É uma música para partir, não para chegar. Não sei porque digo isto, mas sei que me está absolutamente certo. O resto não interessa (ou era tempo tirado à viagem).

bloco-notas # 15

Sim, talvez isso muitas vezes exija um esforço sobre-humano, uma auto-vigilância extenuante — não deixar que a nossa dor, individual, intransmissível e sumamente verdadeira, crie os seus pequenos bodes expiatórios. Somos tão miseráveis assim, quase tão involuntariamente miseráveis? Somos.

A vida com árvores # 11

A árvore acumula
Tempo
Mas sem nostalgia

[Alberto de Lacerda, O pajem formidável dos indícios]

bloco-notas # 14

O subentendido, a um tempo impróprio, mesmo falso, mas também radicalmente desafiador, de que compreender é aceitar.

Uma viagem à Índia # 1

Sim, a questão é agora o tédio, ou nos termos do sub-título: melancolia contemporânea (um itinerário). Mas o tom de dissecação imperturbável mantém-se, mesmo quando alargado ao humor negro. É por isso que ler é afastarmo-nos de Bloom. Bloom fica no seu definitivo tédio, o mundo prossegue. Ler é o prosseguir do mundo. Narrar é o prosseguir do mundo. Bloom não lê nem narra. Prosseguir é cruel. Não há aqui sequer a desculpa ainda heróica do sim nietzscheano, da inocência do mundo que se aceita como destino. Prosseguir é só prosseguir. Isso é cruel, porque sem desculpas, sem razões, e sem afastar a morte. Não se esperava consolo da dissecação do mal. Porque se haveria de esperá-lo da dissecação da melancolia?

Lloyd Cole goes la la la

man, o cd até se ouve bem, o peso da idade não é tão pesado assim, as líricas continuam em alta, as melodias desceram à planície mas não sou eu que me vou queixar em demasia, mas essa coisa do la la la é que não havia mesmo necessidade, e aqui para nós que ninguém nos ouve, esse departamento já está esgotado pelos la la la manhosos que a gente tolera no Cohen e nas angélicas vozinhas das meninas dele, é dose antiga, tás a ver o esquema?
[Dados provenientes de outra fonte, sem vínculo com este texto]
//! Peripheral role: the public joystick API and the tasks behind it.
//!
//! One [`JoystickLink`] lives in a static. Application code calls the
//! free functions below from any task; the control task owns the radio
//! (advertising and the GATT event loop) and the sender task owns the
//! input report notifications.

use crate::ble::advertising::AdvertisingPayload;
use crate::ble::bonder::Bonder;
use crate::ble::gatt::{CurrentConnection, GattNotifier, HidEvent, Server};
use crate::ble::link::{JoystickLink, PushOutcome, Startup};
use crate::ble::sender::ReportSender;
use crate::ble::session::{Action, LinkEvent, SessionState};
use crate::config::{ADV_INTERVAL_MAX, ADV_RETRY_MS, APPEARANCE_GENERIC_HID};
use crate::error::{BleError, Error};
use crate::joystick::descriptor::ReportDescriptor;
use core::mem;
use defmt::{debug, info, warn, Format};
use embassy_futures::select::{select, Either};
use embassy_sync::blocking_mutex::raw::CriticalSectionRawMutex;
use embassy_sync::signal::Signal;
use embassy_time::{Duration, Timer};
use nrf_softdevice::ble::gatt_server;
use nrf_softdevice::ble::peripheral::{self, ConnectableAdvertisement};
use nrf_softdevice::{raw, Config, Softdevice};

static LINK: JoystickLink<CriticalSectionRawMutex> = JoystickLink::new();
static CONNECTION: CurrentConnection = CurrentConnection::new();
static ADVERTISING: Signal<CriticalSectionRawMutex, Advertise> = Signal::new();

/// Requests from the control loop to the link-layer loop.
#[derive(Clone, Copy, PartialEq, Eq, Format)]
enum Advertise {
    Start,
    Stop,
}

// Public API

/// One-time startup. Register the GATT services from the returned
/// [`Startup`], then post [`LinkEvent::ServicesStarted`].
pub fn init(name: &str) -> Result<Startup, Error> {
    LINK.init(name)
}

pub fn activate_pairing() -> Result<(), Error> {
    LINK.activate_pairing()
}

pub fn deactivate_pairing() -> Result<(), Error> {
    LINK.deactivate_pairing()
}

pub fn pairing_enabled() -> bool {
    LINK.pairing_enabled()
}

pub fn is_connected() -> bool {
    LINK.is_connected()
}

pub fn state() -> SessionState {
    LINK.state()
}

/// Queue one joystick sample. Never blocks; drops the sample when no
/// central is subscribed or the queue is full.
pub fn push_joystick_command(
    buttons: u8,
    x: u16,
    y: u16,
    x_rotation: u16,
    y_rotation: u16,
) -> PushOutcome {
    let receipt = LINK.push_joystick_command(buttons, x, y, x_rotation, y_rotation);
    if receipt.clamped.any() {
        warn!("Axis out of range, clamped: {}", receipt.clamped);
    }
    if receipt.outcome == PushOutcome::QueueFull {
        warn!("Command queue full, sample dropped");
    }
    receipt.outcome
}

/// Hand an event to the control task from a SoftDevice callback. Drops
/// the event when the channel is full; lifecycle events from the
/// link-layer loop go through [`JoystickLink::post_async`] instead.
pub fn post(event: LinkEvent) {
    if LINK.post(event).is_err() {
        warn!("Link event dropped: {}", event);
    }
}

// SoftDevice setup

pub fn softdevice_config(name: &'static str) -> Config {
    Config {
        clock: Some(raw::nrf_clock_lf_cfg_t {
            source: raw::NRF_CLOCK_LF_SRC_RC as u8,
            rc_ctiv: 16,
            rc_temp_ctiv: 2,
            accuracy: raw::NRF_CLOCK_LF_ACCURACY_500_PPM as u8,
        }),
        conn_gap: Some(raw::ble_gap_conn_cfg_t {
            conn_count: 1,
            event_length: 24,
        }),
        conn_gatt: Some(raw::ble_gatt_conn_cfg_t { att_mtu: 256 }),
        gatts_attr_tab_size: Some(raw::ble_gatts_cfg_attr_tab_size_t {
            attr_tab_size: raw::BLE_GATTS_ATTR_TAB_SIZE_DEFAULT,
        }),
        gap_role_count: Some(raw::ble_gap_cfg_role_count_t {
            adv_set_count: 1,
            periph_role_count: 1,
            central_role_count: 0,
            central_sec_count: 0,
            _bitfield_1: raw::ble_gap_cfg_role_count_t::new_bitfield_1(0),
        }),
        gap_device_name: Some(raw::ble_gap_cfg_device_name_t {
            p_value: name.as_ptr() as _,
            current_len: name.len() as u16,
            max_len: name.len() as u16,
            write_perm: unsafe { mem::zeroed() },
            _bitfield_1: raw::ble_gap_cfg_device_name_t::new_bitfield_1(
                raw::BLE_GATTS_VLOC_STACK as u8,
            ),
        }),
        conn_gatts: Some(raw::ble_gatts_conn_cfg_t {
            hvn_tx_queue_size: 4,
        }),
        ..Default::default()
    }
}

/// Register the GATT services. On failure the device keeps running
/// without them.
pub fn start_services(sd: &mut Softdevice, descriptor: &ReportDescriptor) -> Result<Server, Error> {
    Server::new(sd, descriptor).map_err(|e| {
        warn!("GATT registration failed: {}", e);
        Error::Ble(BleError::RegisterFailed)
    })
}

/// GAP appearance characteristic: generic HID.
pub fn set_appearance(_sd: &Softdevice) -> Result<(), BleError> {
    let ret = unsafe { raw::sd_ble_gap_appearance_set(APPEARANCE_GENERIC_HID) };
    if ret == raw::NRF_SUCCESS {
        Ok(())
    } else {
        Err(BleError::Raw(ret))
    }
}

// Tasks

/// Apply link events and own the radio. Never returns.
pub async fn control_task(
    sd: &'static Softdevice,
    server: &'static Server,
    bonder: &'static Bonder,
    payload: &'static AdvertisingPayload,
) -> ! {
    match select(event_loop(), link_layer(sd, server, bonder, payload)).await {
        Either::First(never) => never,
        Either::Second(never) => never,
    }
}

/// Drain the command queue into notifications whenever a central is
/// subscribed. Never returns.
pub async fn sender_task(sd: &'static Softdevice, server: &'static Server) -> ! {
    let mut sender = ReportSender::new(&LINK, GattNotifier::new(sd, server, &CONNECTION));
    loop {
        let stats = sender.run_once().await;
        info!("Report sender stopped: {}", stats);
    }
}

async fn event_loop() -> ! {
    loop {
        let event = LINK.next_event().await;
        let t = LINK.apply(event);
        if t.changed() {
            info!("Session {} -> {} ({})", t.from, t.to, event);
        } else {
            debug!("Session stays {} ({})", t.to, event);
        }
        for action in t.actions.iter() {
            perform(*action);
        }
    }
}

fn perform(action: Action) {
    match action {
        Action::StartAdvertising => ADVERTISING.signal(Advertise::Start),
        Action::StopAdvertising => ADVERTISING.signal(Advertise::Stop),
        Action::DropLink => {
            if let Some(conn) = CONNECTION.get() {
                if conn.disconnect().is_err() {
                    debug!("Link already down");
                }
            }
        }
        // Queue flushes and sender start/stop already happened inside `apply`.
        Action::ArmNotifications
        | Action::DisarmNotifications
        | Action::StartSender
        | Action::StopSender
        | Action::FlushQueue => debug!("Action: {}", action),
    }
}

async fn wait_for_stop() {
    while ADVERTISING.wait().await != Advertise::Stop {}
}

async fn link_layer(
    sd: &'static Softdevice,
    server: &'static Server,
    bonder: &'static Bonder,
    payload: &'static AdvertisingPayload,
) -> ! {
    let config = peripheral::Config {
        interval: ADV_INTERVAL_MAX,
        ..Default::default()
    };

    loop {
        while ADVERTISING.wait().await != Advertise::Start {}

        let adv = ConnectableAdvertisement::ScannableUndirected {
            adv_data: payload.adv_data(),
            scan_data: payload.scan_data(),
        };
        info!("Advertising");

        let advertised = select(
            peripheral::advertise_pairable(sd, adv, &config, bonder),
            wait_for_stop(),
        )
        .await;
        let conn = match advertised {
            Either::First(Ok(conn)) => conn,
            Either::First(Err(e)) => {
                warn!("Advertising failed: {}", e);
                Timer::after(Duration::from_millis(ADV_RETRY_MS)).await;
                LINK.post_async(LinkEvent::AdvertisingFailed).await;
                continue;
            }
            Either::Second(()) => {
                info!("Advertising stopped");
                continue;
            }
        };

        info!("Connected to {}", conn.peer_address());
        CONNECTION.set(Some(conn.clone()));
        LINK.post_async(LinkEvent::Connected).await;

        let reason = gatt_server::run(&conn, server, |event| match event {
            HidEvent::InputReportCccdWrite { notifications } => {
                post(LinkEvent::NotifySubscribe(notifications))
            }
            HidEvent::ControlPoint(cp) => info!("HID control point: {}", cp),
            HidEvent::ProtocolMode(mode) => debug!("Protocol mode write: {=u8}", mode),
        })
        .await;

        CONNECTION.set(None);
        info!("Disconnected: {}", reason);
        LINK.post_async(LinkEvent::Disconnected).await;
    }
}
Cadernos de Gonçalo M. Tavares | 27

Vamos ter que atravessar o óbvio: um livro de livros e da literatura toda que os livros fazem e imaginam para além deles. 
Vamos ter que nos lembrar do que literariamente já esquecemos, mesmo que até nunca o tenhamos sabido.
Vamos ter ainda que saber sair pela porta dos fundos desta síntese maior que as partes  tão diversas da obra de Gonçalo M. Tavares. 
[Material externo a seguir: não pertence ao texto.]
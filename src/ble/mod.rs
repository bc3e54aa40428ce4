//! Bluetooth Low Energy subsystem.
//!
//! This module drives the Nordic SoftDevice S140 in **Peripheral** role:
//!
//! 1. **GATT server** - HID service (report map, input report, control
//!    point, protocol mode) plus the Device Information service.
//! 2. **Advertising** - connectable, scannable advertisement carrying the
//!    HID service UUID, the generic HID appearance and the device name.
//! 3. **Session control** - link-layer callbacks become [`LinkEvent`]s;
//!    the control task applies them and performs the resulting actions.
//! 4. **Report sender** - drains the command queue into input report
//!    notifications while a central is subscribed.
//!
//! The host-testable pieces (session, queue, advertising payload, link)
//! are shared with the library crate; `gatt`, `bonder` and `peripheral`
//! only exist in the firmware.
//!
//! [`LinkEvent`]: session::LinkEvent

pub mod advertising;
pub mod bonder;
pub mod device_info;
pub mod gatt;
pub mod link;
pub mod peripheral;
pub mod queue;
pub mod security;
pub mod sender;
pub mod session;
 Depois, poderemos finalmente começar a ler, isto é, a separar-nos de Bloom — porque o mundo prossegue, mas nada que aconteça poderá impedir o definitivo tédio de Bloom, o nosso herói.
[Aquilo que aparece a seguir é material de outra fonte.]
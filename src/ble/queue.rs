//! Bounded FIFO between the joystick producer and the report sender.
//!
//! `push` never blocks and is safe from interrupt context; when the
//! queue is full the newest command is rejected and the queued ones are
//! kept.

use crate::joystick::JoystickCommand;
use embassy_sync::blocking_mutex::raw::RawMutex;
use embassy_sync::channel::Channel;
use embassy_time::{with_timeout, Duration};

/// Returned by [`CommandQueue::push`] when the command was dropped.
#[derive(Clone, Copy, Debug, PartialEq, Eq)]
#[cfg_attr(feature = "defmt", derive(defmt::Format))]
pub struct QueueFull(pub JoystickCommand);

pub struct CommandQueue<M: RawMutex, const N: usize> {
    channel: Channel<M, JoystickCommand, N>,
}

impl<M: RawMutex, const N: usize> CommandQueue<M, N> {
    pub const fn new() -> Self {
        Self {
            channel: Channel::new(),
        }
    }

    /// Enqueue `cmd` without waiting.
    pub fn push(&self, cmd: JoystickCommand) -> Result<(), QueueFull> {
        self.channel.try_send(cmd).map_err(|_| QueueFull(cmd))
    }

    /// Wait up to `timeout` for the oldest command.
    pub async fn pop(&self, timeout: Duration) -> Option<JoystickCommand> {
        with_timeout(timeout, self.channel.receive()).await.ok()
    }

    /// Take the oldest command if one is queued.
    pub fn try_pop(&self) -> Option<JoystickCommand> {
        self.channel.try_receive().ok()
    }

    /// Drop everything queued. Returns how many commands were discarded.
    pub fn clear(&self) -> usize {
        let mut dropped = 0;
        while self.channel.try_receive().is_ok() {
            dropped += 1;
        }
        dropped
    }

    pub fn len(&self) -> usize {
        self.channel.len()
    }

    pub fn is_empty(&self) -> bool {
        self.channel.is_empty()
    }

    pub const fn capacity(&self) -> usize {
        N
    }
}

impl<M: RawMutex, const N: usize> Default for CommandQueue<M, N> {
    fn default() -> Self {
        Self::new()
    }
}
É nestas alturas que um gajo gostava de ter uma reputação qualquer que pudesse apostar: este é um dos tais

Hora de fecho

Persiana a descer no seu andamento elétrico. Borboleta entre a persiana e a janela. Persiana a subir no seu andamento elétrico. Borboleta de encontro à janela. Apagar a luz. Pausa. Acender a luz. Persiana a descer no seu andamento elétrico. Vazio entre a persiana e a janela. Apagar a luz.

Reprise # 21

No limite de cada um há um absoluto que vale para o todo, porque o preço que cada um paga é de facto absoluto e irreversível.

Kurt Elling # 2

esta terra não está feita para nós (Ruy Belo) — esta música sim

Kurt Elling

Coltrane e Hartman são colossos intimidantes, e o dueto acidental que os uniu em 1963 é uma referência absoluta para todo o amante de jazz. Só que Kurt Elling não é um qualquer. Não há hoje voz masculina no jazz que se lhe compare, nem desafio que o diminua. E os arranjos são perfeitos. A coisa arranha, como só Coltrane sabia; a coisa aveluda por dentro do arranhar, como só Hartman era capaz. A coisa sabe a Kurt Elling em assombrosa perfeição.

PS: é impressão minha, ou ninguém por cá falou disto?